Error when running optimized code but runs fine with debug (different than my previous post)

Hello,

am trying to run my multi-GPU code using mpif90 and OpenACC. I am using the following compilation flags:

 -acc -fast -ta=multicore -ta=tesla:managed -Minfo=accel

and I run the code with:

mpirun --allow-run-as-root -np $(np) ./bin/dew

When I do this, I get the following error:

Failing in Thread:1
call to cuMemcpyDtoHAsync returned error 719: Launch failed (often invalid pointer dereference)

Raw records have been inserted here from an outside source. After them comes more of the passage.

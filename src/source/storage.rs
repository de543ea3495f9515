use async_trait::async_trait;
use log::info;

use super::auth::{SCOPE_STORAGE, TokenProvider};
use super::decode::{self, FileFormat};
use super::{SpreadsheetSource, check_status, transport_error};
use crate::config::CredentialsConfig;
use crate::error::{DashboardError, Result};
use crate::export::ExportTable;
use crate::record::RawTable;

/// A spreadsheet file kept as an object in Google Cloud Storage.
pub struct ObjectStorageSource {
    api_base: String,
    bucket: String,
    object: String,
    format: FileFormat,
    tokens: TokenProvider,
    client: reqwest::Client,
}

impl ObjectStorageSource {
    /// Fails with `SourceFormat` when the object name has no readable extension.
    pub fn new(
        api_base: &str,
        bucket: &str,
        object: &str,
        credentials: &CredentialsConfig,
        client: reqwest::Client,
    ) -> Result<Self> {
        Ok(ObjectStorageSource {
            api_base: api_base.trim_end_matches('/').to_string(),
            bucket: bucket.to_string(),
            object: object.to_string(),
            format: FileFormat::from_name(object)?,
            tokens: TokenProvider::new(credentials, SCOPE_STORAGE, client.clone()),
            client,
        })
    }

    fn uri(&self) -> String {
        format!("gs://{}/{}", self.bucket, self.object)
    }
}

#[async_trait]
impl SpreadsheetSource for ObjectStorageSource {
    fn describe(&self) -> String {
        self.uri()
    }

    async fn fetch(&self) -> Result<RawTable> {
        let token = self.tokens.token().await?;
        let what = self.uri();
        let url = format!(
            "{}/storage/v1/b/{}/o/{}",
            self.api_base,
            urlencoding::encode(&self.bucket),
            urlencoding::encode(&self.object)
        );

        let response = self
            .client
            .get(url)
            .query(&[("alt", "media")])
            .bearer_auth(&token)
            .send()
            .await
            .map_err(|e| transport_error(&what, e))?;
        let bytes = check_status(&what, response)?
            .bytes()
            .await
            .map_err(|e| transport_error(&what, e))?
            .to_vec();

        let format = self.format;
        tokio::task::spawn_blocking(move || decode::decode(bytes, format))
            .await
            .map_err(|e| DashboardError::SourceFormat(format!("decoder task failed: {}", e)))?
    }

    async fn write_back(&self, table: &ExportTable) -> Result<()> {
        let bytes = match self.format {
            FileFormat::Csv => table.to_csv()?,
            FileFormat::Xlsx => table.to_xlsx()?,
            other => {
                return Err(DashboardError::SourceFormat(format!(
                    "cannot write {:?} objects, only csv and xlsx",
                    other
                )));
            }
        };

        let token = self.tokens.token().await?;
        let what = self.uri();
        let url = format!(
            "{}/upload/storage/v1/b/{}/o",
            self.api_base,
            urlencoding::encode(&self.bucket)
        );

        let response = self
            .client
            .post(url)
            .query(&[("uploadType", "media"), ("name", self.object.as_str())])
            .bearer_auth(&token)
            .header(reqwest::header::CONTENT_TYPE, self.format.content_type())
            .body(bytes)
            .send()
            .await
            .map_err(|e| transport_error(&what, e))?;
        check_status(&what, response)?;

        info!("Wrote {} rows back to {}", table.rows.len(), what);
        Ok(())
    }
}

FATAL ERROR: FORTRAN AUTO ALLOCATION FAILED
--------------------------------------------------------------------------
Primary job  terminated normally, but 1 process returned
a non-zero exit code. Per user-direction, the job has been aborted.
--------------------------------------------------------------------------
--------------------------------------------------------------------------
mpirun detected that one or more processes exited with non-zero status, thus causing
the job to be terminated. The first process to do so was:

  Process name: [[10834,1],0]
  Exit code:    1
--------------------------------------------------------------------------
make: *** [run] Error 1

I tried to debug using the following flags:

-g -C

Initially, there were a few errors that I have since fixed. However, now when I run the code using the debug flags, it runs fine. If I switch back to the optimized flags (first ones I provided), the code returns the error I pasted above. I tried using compute-sanitizer but that did not really help either.

Any advice would be appreciated. Thank you.